Miramar, un espacio inesperado en medio de la geografía mediterránea, se echa a andar otra vez para convocar a los visitantes a probar el sabor del agua salada y de una puesta de sol sobre la mar que desafía la lógica de la latitud.
Nutrias, pejerreyes y los embates de la ecología
En Miramar, la certeza no es una moneda de uso común. Sólo se sabe que, a la mañana siguiente, todo puede cambiar; que algo diferente, que modifique las cosas, puede suceder. Los mismísimos arquitectos de la provincia, que en estos días trabajan sobre el reordenamiento urbano de Miramar, no saben bien ante qué tipo de pueblo están, cuál es su personalidad.
Desde ya que la personalidad de Miramar es compleja y no se parece a la de otros pueblos. No hay certeza de lo que sucedió con la laguna, de la razón de su desmesurado crecimiento. Hoy, apenas sí se afirma que la línea de ribera se mantendrá en estos límites por los próximos cincuenta años. Pero después, no se sabe.

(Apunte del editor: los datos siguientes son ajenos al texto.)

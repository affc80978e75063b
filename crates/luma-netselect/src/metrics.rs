use prometheus::{
    register_histogram_vec, register_int_counter_vec, Encoder, HistogramVec, IntCounterVec,
};

lazy_static::lazy_static! {
    pub static ref REQUESTS_TOTAL: IntCounterVec = register_int_counter_vec!(
        "luma_netselect_requests_total",
        "Total number of internal select requests served",
        &["path"]
    ).unwrap();

    pub static ref REQUEST_ERRORS_TOTAL: IntCounterVec = register_int_counter_vec!(
        "luma_netselect_request_errors_total",
        "Internal select requests that failed, excluding client disconnects",
        &["path"]
    ).unwrap();

    pub static ref REQUEST_DURATION_SECONDS: HistogramVec = register_histogram_vec!(
        "luma_netselect_request_duration_seconds",
        "Internal select request latency, including failed requests",
        &["path"],
        vec![0.001, 0.005, 0.01, 0.025, 0.05, 0.1, 0.25, 0.5, 1.0, 2.5, 5.0, 10.0, 30.0]
    ).unwrap();

    pub static ref SHARD_REQUESTS_TOTAL: IntCounterVec = register_int_counter_vec!(
        "luma_netselect_shard_requests_total",
        "Requests sent by the coordinator to storage nodes",
        &["op"]
    ).unwrap();

    pub static ref SHARD_ERRORS_TOTAL: IntCounterVec = register_int_counter_vec!(
        "luma_netselect_shard_errors_total",
        "Storage node requests that failed for reasons other than cancellation",
        &["op"]
    ).unwrap();
}

/// Renders every registered metric in the Prometheus text format.
pub fn render() -> crate::Result<String> {
    let encoder = prometheus::TextEncoder::new();
    let mut buffer = Vec::new();
    encoder
        .encode(&prometheus::gather(), &mut buffer)
        .map_err(|e| crate::SelectError::Io(std::io::Error::other(e)))?;
    String::from_utf8(buffer).map_err(|e| crate::SelectError::Io(std::io::Error::other(e)))
}

#[cfg(test)]
mod tests {
    use super::*;

    #[test]
    fn test_render_includes_request_metrics() {
        REQUESTS_TOTAL.with_label_values(&["/internal/select/test"]).inc();
        let text = render().unwrap();
        assert!(text.contains("luma_netselect_requests_total"));
    }
}
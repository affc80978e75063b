//! Endpoint paths, protocol versions and request parameter names.

pub const PATH_PREFIX: &str = "/internal/select/";

pub const QUERY_PROTOCOL_VERSION: &str = "v1";
pub const FIELD_NAMES_PROTOCOL_VERSION: &str = "v1";
pub const FIELD_VALUES_PROTOCOL_VERSION: &str = "v1";
pub const STREAM_FIELD_NAMES_PROTOCOL_VERSION: &str = "v1";
pub const STREAM_FIELD_VALUES_PROTOCOL_VERSION: &str = "v1";
pub const STREAMS_PROTOCOL_VERSION: &str = "v1";
pub const STREAM_IDS_PROTOCOL_VERSION: &str = "v1";

pub const PARAM_VERSION: &str = "version";
pub const PARAM_TENANT_IDS: &str = "tenant_ids";
pub const PARAM_QUERY: &str = "query";
pub const PARAM_TIMESTAMP: &str = "timestamp";
pub const PARAM_DISABLE_COMPRESSION: &str = "disable_compression";
pub const PARAM_FIELD: &str = "field";
pub const PARAM_LIMIT: &str = "limit";

pub const CONTENT_TYPE: &str = "application/octet-stream";

#[derive(Debug, Clone, Copy, PartialEq, Eq, Hash)]
pub enum Endpoint {
    Query,
    FieldNames,
    FieldValues,
    StreamFieldNames,
    StreamFieldValues,
    Streams,
    StreamIds,
}

impl Endpoint {
    pub const ALL: [Endpoint; 7] = [
        Endpoint::Query,
        Endpoint::FieldNames,
        Endpoint::FieldValues,
        Endpoint::StreamFieldNames,
        Endpoint::StreamFieldValues,
        Endpoint::Streams,
        Endpoint::StreamIds,
    ];

    /// Last path segment, e.g. `field_values`.
    pub fn name(self) -> &'static str {
        match self {
            Endpoint::Query => "query",
            Endpoint::FieldNames => "field_names",
            Endpoint::FieldValues => "field_values",
            Endpoint::StreamFieldNames => "stream_field_names",
            Endpoint::StreamFieldValues => "stream_field_values",
            Endpoint::Streams => "streams",
            Endpoint::StreamIds => "stream_ids",
        }
    }

    pub fn path(self) -> &'static str {
        match self {
            Endpoint::Query => "/internal/select/query",
            Endpoint::FieldNames => "/internal/select/field_names",
            Endpoint::FieldValues => "/internal/select/field_values",
            Endpoint::StreamFieldNames => "/internal/select/stream_field_names",
            Endpoint::StreamFieldValues => "/internal/select/stream_field_values",
            Endpoint::Streams => "/internal/select/streams",
            Endpoint::StreamIds => "/internal/select/stream_ids",
        }
    }

    pub fn from_name(name: &str) -> Option<Self> {
        Self::ALL.into_iter().find(|e| e.name() == name)
    }

    pub fn protocol_version(self) -> &'static str {
        match self {
            Endpoint::Query => QUERY_PROTOCOL_VERSION,
            Endpoint::FieldNames => FIELD_NAMES_PROTOCOL_VERSION,
            Endpoint::FieldValues => FIELD_VALUES_PROTOCOL_VERSION,
            Endpoint::StreamFieldNames => STREAM_FIELD_NAMES_PROTOCOL_VERSION,
            Endpoint::StreamFieldValues => STREAM_FIELD_VALUES_PROTOCOL_VERSION,
            Endpoint::Streams => STREAMS_PROTOCOL_VERSION,
            Endpoint::StreamIds => STREAM_IDS_PROTOCOL_VERSION,
        }
    }

    /// True for the streaming frame shape; every other endpoint answers
    /// with a single value-list blob.
    pub fn is_streaming(self) -> bool {
        self == Endpoint::Query
    }
}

Cuando hace más de una década el agua salada cubrió toda la infraestructura turística que parecía asegurar el destino, el pueblo creyó quedarse con las manos vacías.

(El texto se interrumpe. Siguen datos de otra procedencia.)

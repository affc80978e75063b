//! Fan-out of select operations across every storage node.

use crate::error::{Result, SelectError};
use crate::merge::merge_values_with_hits;
use crate::metrics;
use crate::node::{AuthConfig, ClusterShared, StorageNode};
use crate::protocol::{Endpoint, PARAM_FIELD, PARAM_LIMIT};
use crate::query::Query;
use crate::runner::{DirectRunner, NetQueryRunner, QueryFanOut};
use crate::sink::BlockSink;
use crate::stop::{StopContext, StopSignal};
use crate::tenant::TenantScope;
use crate::values::ValueWithHits;
use async_trait::async_trait;
use futures::future::join_all;
use serde::Deserialize;
use std::future::Future;
use std::sync::atomic::{AtomicBool, Ordering};
use std::sync::{Arc, OnceLock};
use std::time::Duration;
use tokio_util::sync::CancellationToken;
use tracing::{debug, warn};

#[derive(Debug, Clone, Default, PartialEq, Eq, Deserialize)]
#[serde(default)]
pub struct ClusterConfig {
    /// Storage node addresses as `host:port`.
    pub nodes: Vec<String>,
    pub tls: bool,
    pub disable_compression: bool,
    pub request_timeout_secs: Option<u64>,
    pub connect_timeout_secs: Option<u64>,
    pub auth: AuthConfig,
}

pub struct Coordinator {
    nodes: Vec<Arc<StorageNode>>,
    runner: Arc<dyn NetQueryRunner>,
    stopped: AtomicBool,
}

impl Coordinator {
    pub fn new(config: &ClusterConfig) -> Result<Self> {
        let mut builder = reqwest::Client::builder();
        if let Some(secs) = config.request_timeout_secs {
            builder = builder.timeout(Duration::from_secs(secs));
        }
        if let Some(secs) = config.connect_timeout_secs {
            builder = builder.connect_timeout(Duration::from_secs(secs));
        }
        let client = builder.build()?;

        let shared = Arc::new(ClusterShared {
            disable_compression: config.disable_compression,
        });
        let mut nodes = Vec::with_capacity(config.nodes.len());
        for addr in &config.nodes {
            let addr = addr.trim();
            if addr.is_empty() {
                return Err(SelectError::Config("empty storage node address".into()));
            }
            nodes.push(Arc::new(StorageNode::new(
                addr.to_string(),
                config.tls,
                client.clone(),
                config.auth.clone(),
                shared.clone(),
            )));
        }

        Ok(Self {
            nodes,
            runner: Arc::new(DirectRunner),
            stopped: AtomicBool::new(false),
        })
    }

    pub fn with_runner(mut self, runner: Arc<dyn NetQueryRunner>) -> Self {
        self.runner = runner;
        self
    }

    pub fn nodes(&self) -> impl Iterator<Item = &str> {
        self.nodes.iter().map(|n| n.addr())
    }

    /// Marks the coordinator stopped. Calls already past node selection run
    /// to completion; later calls fail with [`SelectError::Stopped`].
    pub fn stop(&self) {
        self.stopped.store(true, Ordering::SeqCst);
    }

    fn live_nodes(&self) -> Result<Vec<Arc<StorageNode>>> {
        if self.stopped.load(Ordering::SeqCst) {
            return Err(SelectError::Stopped);
        }
        Ok(self.nodes.clone())
    }

    /// Runs `query` on every node and streams the decoded blocks into
    /// `sink`, tagged with the index of the node they came from.
    ///
    /// The first node failure cancels the other nodes. When `stop` fires the
    /// call returns `Ok(())` with whatever was already delivered.
    pub async fn run_query(
        &self,
        stop: &StopSignal,
        tenants: &TenantScope,
        query: &Query,
        sink: &dyn BlockSink,
    ) -> Result<()> {
        let nodes = self.live_nodes()?;
        let ctx = stop.context();
        let fan_out = StreamFanOut {
            nodes: &nodes,
            tenants,
            ctx: &ctx,
        };
        self.runner.run(query, &fan_out, sink).await
    }

    pub async fn field_names(
        &self,
        tenants: &TenantScope,
        query: &Query,
    ) -> Result<Vec<ValueWithHits>> {
        let lists = self
            .collect_values(Endpoint::FieldNames, tenants, query, Vec::new())
            .await?;
        Ok(merge_values_with_hits(lists, 0, false))
    }

    pub async fn field_values(
        &self,
        tenants: &TenantScope,
        query: &Query,
        field: &str,
        limit: u64,
    ) -> Result<Vec<ValueWithHits>> {
        let extra = vec![
            (PARAM_FIELD, field.to_string()),
            (PARAM_LIMIT, limit.to_string()),
        ];
        let lists = self
            .collect_values(Endpoint::FieldValues, tenants, query, extra)
            .await?;
        Ok(merge_values_with_hits(lists, limit, true))
    }

    pub async fn stream_field_names(
        &self,
        tenants: &TenantScope,
        query: &Query,
    ) -> Result<Vec<ValueWithHits>> {
        let lists = self
            .collect_values(Endpoint::StreamFieldNames, tenants, query, Vec::new())
            .await?;
        Ok(merge_values_with_hits(lists, 0, false))
    }

    pub async fn stream_field_values(
        &self,
        tenants: &TenantScope,
        query: &Query,
        field: &str,
        limit: u64,
    ) -> Result<Vec<ValueWithHits>> {
        let extra = vec![
            (PARAM_FIELD, field.to_string()),
            (PARAM_LIMIT, limit.to_string()),
        ];
        let lists = self
            .collect_values(Endpoint::StreamFieldValues, tenants, query, extra)
            .await?;
        Ok(merge_values_with_hits(lists, limit, true))
    }

    pub async fn streams(
        &self,
        tenants: &TenantScope,
        query: &Query,
        limit: u64,
    ) -> Result<Vec<ValueWithHits>> {
        let extra = vec![(PARAM_LIMIT, limit.to_string())];
        let lists = self
            .collect_values(Endpoint::Streams, tenants, query, extra)
            .await?;
        Ok(merge_values_with_hits(lists, limit, true))
    }

    pub async fn stream_ids(
        &self,
        tenants: &TenantScope,
        query: &Query,
        limit: u64,
    ) -> Result<Vec<ValueWithHits>> {
        let extra = vec![(PARAM_LIMIT, limit.to_string())];
        let lists = self
            .collect_values(Endpoint::StreamIds, tenants, query, extra)
            .await?;
        Ok(merge_values_with_hits(lists, limit, true))
    }

    /// Fetches one value list per node. The cancellation token here is not
    /// tied to any stop signal; it only shortens the call after a failure.
    async fn collect_values(
        &self,
        endpoint: Endpoint,
        tenants: &TenantScope,
        query: &Query,
        extra: Vec<(&'static str, String)>,
    ) -> Result<Vec<Vec<ValueWithHits>>> {
        let nodes = self.live_nodes()?;
        debug!(op = endpoint.name(), nodes = nodes.len(), "fanning out value request");

        let token = CancellationToken::new();
        let first_failure = OnceLock::new();
        let tasks = nodes.iter().enumerate().map(|(shard, node)| {
            guarded(
                endpoint,
                shard,
                node.addr(),
                &token,
                &first_failure,
                node.get_values(endpoint, tenants, query, &extra),
            )
        });
        collect_shard_results(join_all(tasks).await)
    }
}

struct StreamFanOut<'a> {
    nodes: &'a [Arc<StorageNode>],
    tenants: &'a TenantScope,
    ctx: &'a StopContext,
}

#[async_trait]
impl<'a> QueryFanOut for StreamFanOut<'a> {
    async fn fan_out(&self, query: &Query, sink: &dyn BlockSink) -> Result<()> {
        debug!(nodes = self.nodes.len(), query = %query, "fanning out query");
        let token = self.ctx.with_cancel();
        let first_failure = OnceLock::new();
        let tasks = self.nodes.iter().enumerate().map(|(shard, node)| {
            guarded(
                Endpoint::Query,
                shard,
                node.addr(),
                &token,
                &first_failure,
                node.run_query(self.tenants, query, shard, sink),
            )
        });
        match collect_shard_results(join_all(tasks).await) {
            Ok(_) => Ok(()),
            Err(err) if err.is_canceled() => Ok(()),
            Err(err) => Err(err),
        }
    }
}

/// Runs one node's part of a fan-out under the shared cancellation token.
/// A failure cancels the token so the sibling nodes unwind early.
async fn guarded<T, F>(
    op: Endpoint,
    shard: usize,
    addr: &str,
    token: &CancellationToken,
    first_failure: &OnceLock<usize>,
    fut: F,
) -> Result<T>
where
    F: Future<Output = Result<T>>,
{
    metrics::SHARD_REQUESTS_TOTAL
        .with_label_values(&[op.name()])
        .inc();
    let result = tokio::select! {
        _ = token.cancelled() => Err(SelectError::Canceled),
        result = fut => result,
    };
    if let Err(err) = &result {
        if !err.is_canceled() {
            metrics::SHARD_ERRORS_TOTAL
                .with_label_values(&[op.name()])
                .inc();
            if first_failure.set(shard).is_ok() {
                warn!(
                    op = op.name(),
                    shard,
                    addr,
                    error = %err,
                    "storage node failed; canceling the rest"
                );
            } else {
                debug!(op = op.name(), shard, addr, error = %err, "storage node failed");
            }
        }
        token.cancel();
    }
    result
}

/// Picks the call result from per-node results in node order.
///
/// The first error that is not a cancellation wins. Cancellations are only
/// reported when nothing else failed.
fn collect_shard_results<T>(results: Vec<Result<T>>) -> Result<Vec<T>> {
    let mut values = Vec::with_capacity(results.len());
    let mut canceled = None;
    for result in results {
        match result {
            Ok(v) => values.push(v),
            Err(err) if err.is_canceled() => {
                canceled.get_or_insert(err);
            }
            Err(err) => return Err(err),
        }
    }
    match canceled {
        Some(err) => Err(err),
        None => Ok(values),
    }
}
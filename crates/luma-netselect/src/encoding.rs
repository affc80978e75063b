//! Varint and length-prefixed byte string primitives shared by the
//! data block and value-with-hits wire formats.

use thiserror::Error;

#[derive(Error, Debug, Clone, PartialEq, Eq)]
pub enum EncodingError {
    #[error("unexpected end of input while reading {what}: need {need} bytes, have {have}")]
    Truncated {
        what: &'static str,
        need: u64,
        have: usize,
    },
    #[error("varint for {what} overflows 64 bits")]
    VarintOverflow { what: &'static str },
    #[error("{what} is not valid UTF-8")]
    InvalidUtf8 { what: &'static str },
}

pub type DecodeResult<T> = std::result::Result<T, EncodingError>;

/// Appends `v` as an unsigned LEB128 varint.
pub fn put_varint(dst: &mut Vec<u8>, mut v: u64) {
    while v >= 0x80 {
        dst.push((v as u8) | 0x80);
        v >>= 7;
    }
    dst.push(v as u8);
}

pub fn read_varint<'a>(src: &'a [u8], what: &'static str) -> DecodeResult<(u64, &'a [u8])> {
    let mut v = 0u64;
    let mut shift = 0u32;
    for (i, &b) in src.iter().enumerate() {
        if shift == 63 && b > 1 {
            return Err(EncodingError::VarintOverflow { what });
        }
        v |= u64::from(b & 0x7f) << shift;
        if b & 0x80 == 0 {
            return Ok((v, &src[i + 1..]));
        }
        shift += 7;
        if shift > 63 {
            return Err(EncodingError::VarintOverflow { what });
        }
    }
    Err(EncodingError::Truncated {
        what,
        need: src.len() as u64 + 1,
        have: src.len(),
    })
}

pub fn put_bytes(dst: &mut Vec<u8>, b: &[u8]) {
    put_varint(dst, b.len() as u64);
    dst.extend_from_slice(b);
}

pub fn read_bytes<'a>(src: &'a [u8], what: &'static str) -> DecodeResult<(&'a [u8], &'a [u8])> {
    let (len, tail) = read_varint(src, what)?;
    match usize::try_from(len) {
        Ok(n) if n <= tail.len() => Ok(tail.split_at(n)),
        _ => Err(EncodingError::Truncated {
            what,
            need: len,
            have: tail.len(),
        }),
    }
}

pub fn read_str<'a>(src: &'a [u8], what: &'static str) -> DecodeResult<(&'a str, &'a [u8])> {
    let (b, tail) = read_bytes(src, what)?;
    let s = std::str::from_utf8(b).map_err(|_| EncodingError::InvalidUtf8 { what })?;
    Ok((s, tail))
}

pub fn put_u64_be(dst: &mut Vec<u8>, v: u64) {
    dst.extend_from_slice(&v.to_be_bytes());
}

pub fn read_u64_be<'a>(src: &'a [u8], what: &'static str) -> DecodeResult<(u64, &'a [u8])> {
    if src.len() < 8 {
        return Err(EncodingError::Truncated {
            what,
            need: 8,
            have: src.len(),
        });
    }
    let (head, tail) = src.split_at(8);
    let mut buf = [0u8; 8];
    buf.copy_from_slice(head);
    Ok((u64::from_be_bytes(buf), tail))
}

Sin embargo, también, inesperadamente, apareció un nuevo habitante: el pejerrey. Simplemente llegó y se adaptó al agua que, con la crecida, había disminuido su salinidad. Después se multiplicó y Mar Chiquita se convirtió en el gran escenario de los pescadores cordobeses (ahora, con el temor al cólera, estos pejerreyes son los únicos autorizados comercialmente).

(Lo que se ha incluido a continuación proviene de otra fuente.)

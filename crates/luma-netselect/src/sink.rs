use crate::block::DataBlock;
use crate::error::Result;
use async_trait::async_trait;

/// Receives data blocks tagged with the id of the producer.
///
/// On the coordinator side the id is the shard index; inside a storage node
/// it is the query engine's worker id. Blocks from one producer arrive in
/// production order; blocks from different producers may interleave. The
/// block is only valid for the duration of the call.
#[async_trait]
pub trait BlockSink: Send + Sync {
    async fn write_block(&self, id: usize, block: &DataBlock) -> Result<()>;
}

/// Adapts a plain closure into a [`BlockSink`].
pub struct FnSink<F> {
    f: F,
}

pub fn sink_fn<F>(f: F) -> FnSink<F>
where
    F: Fn(usize, &DataBlock) -> Result<()> + Send + Sync,
{
    FnSink { f }
}

#[async_trait]
impl<F> BlockSink for FnSink<F>
where
    F: Fn(usize, &DataBlock) -> Result<()> + Send + Sync,
{
    async fn write_block(&self, id: usize, block: &DataBlock) -> Result<()> {
        (self.f)(id, block)
    }
}
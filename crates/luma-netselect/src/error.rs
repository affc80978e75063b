use crate::encoding::EncodingError;
use thiserror::Error;

/// Errors produced by the select fan-out layer.
#[derive(Error, Debug)]
pub enum SelectError {
    #[error("unsupported protocol version for {path}: got {got:?}, want {want:?}")]
    ProtocolMismatch {
        path: &'static str,
        got: String,
        want: &'static str,
    },
    #[error("HTTP request failed: {0}")]
    Transport(#[from] reqwest::Error),
    #[error("unexpected status code {status}; response body: {body:?}")]
    UnexpectedStatus { status: u16, body: String },
    #[error("malformed frame: {0}")]
    MalformedFrame(String),
    #[error("cannot compress {len} bytes: {source}")]
    Compress {
        len: usize,
        #[source]
        source: std::io::Error,
    },
    #[error("cannot decompress {len} bytes: {source}")]
    Decompress {
        len: usize,
        #[source]
        source: std::io::Error,
    },
    #[error("cannot decode {what} #{index}: {source}")]
    Decode {
        what: &'static str,
        index: usize,
        #[source]
        source: EncodingError,
    },
    #[error("invalid data block: {0}")]
    InvalidBlock(String),
    #[error("bad request parameter {name:?}: {reason}")]
    BadParam { name: &'static str, reason: String },
    #[error("query engine error: {0}")]
    Engine(String),
    #[error("storage node {url}: {source}")]
    Node {
        url: String,
        #[source]
        source: Box<SelectError>,
    },
    #[error("operation canceled")]
    Canceled,
    #[error("client disconnected")]
    ClientDisconnected,
    #[error("coordinator is stopped")]
    Stopped,
    #[error("IO Error: {0}")]
    Io(#[from] std::io::Error),
    #[error("configuration error: {0}")]
    Config(String),
}

pub type Result<T> = std::result::Result<T, SelectError>;

impl SelectError {
    /// Attaches the storage node URL the error came from.
    pub fn at_node(self, url: &str) -> Self {
        match self {
            err @ SelectError::Node { .. } => err,
            err => SelectError::Node {
                url: url.to_string(),
                source: Box::new(err),
            },
        }
    }

    /// True when the error only reflects a cancellation issued by this layer
    /// or by the caller's stop signal.
    pub fn is_canceled(&self) -> bool {
        match self {
            SelectError::Canceled => true,
            SelectError::Node { source, .. } => source.is_canceled(),
            _ => false,
        }
    }

    /// True for errors that are not worth logging or counting, such as a
    /// client going away mid-response.
    pub fn is_trivial(&self) -> bool {
        match self {
            SelectError::ClientDisconnected => true,
            SelectError::Node { source, .. } => source.is_trivial(),
            _ => false,
        }
    }

    pub(crate) fn bad_param(name: &'static str, reason: impl Into<String>) -> Self {
        SelectError::BadParam {
            name,
            reason: reason.into(),
        }
    }
}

Muchos de los miramarenses que se dedicaban a otros asuntos, se hicieron pescadores. Pero hubo una licitación y la empresa que ganó comenzó a perseguir a los pescadores. Finalmente, se permitió la pesca deportiva; la industrial en la actualidad no está permitida.
Pero si hay algo que, además de la mar, define un rasgo de la personalidad de Miramar, es el coipo (mal llamado "nutria"). El pequeño animal de suave pelaje es desde hace años atesorado en criaderos, y sus pieles, incluso curtidas y hasta elaboradas, se han vendido sobre todo al exterior. Por otra parte, la carne de coipo, muy sabrosa, se consume en mesas santafesinas.
Muchos han vivido del coipo y Miramar ha sido identificada con esa producción. Sin embargo, parece que en materia de pieles, los buenos tiempos han comenzado a palidecer ¿La razón? Las campañas ecológicas en Europa tienen como uno de sus blancos los tapados de piel y esto ha resentido profundamente la comercialización de coipos.
“Muchos van a abandonar los criaderos -dice un productor-, Hoy nos pagan ocho dólares por piel, y alguna vez, llegamos a recibir dieciocho. Casi ganamos más por la carne. Los criaderos han comenzado a dar pérdida. Yo me pregunto: ¿Esto es depredación? Al contrario, creo que, en cautiverio contribuimos a preservar la especie. Es como si se combatiera el consumo de la vaca, pero a nadie se le ocurre protestar contra los zapatos o las camperas de cuero”.
No hay dudas, a Miramar le ocurren cosas muy singulares.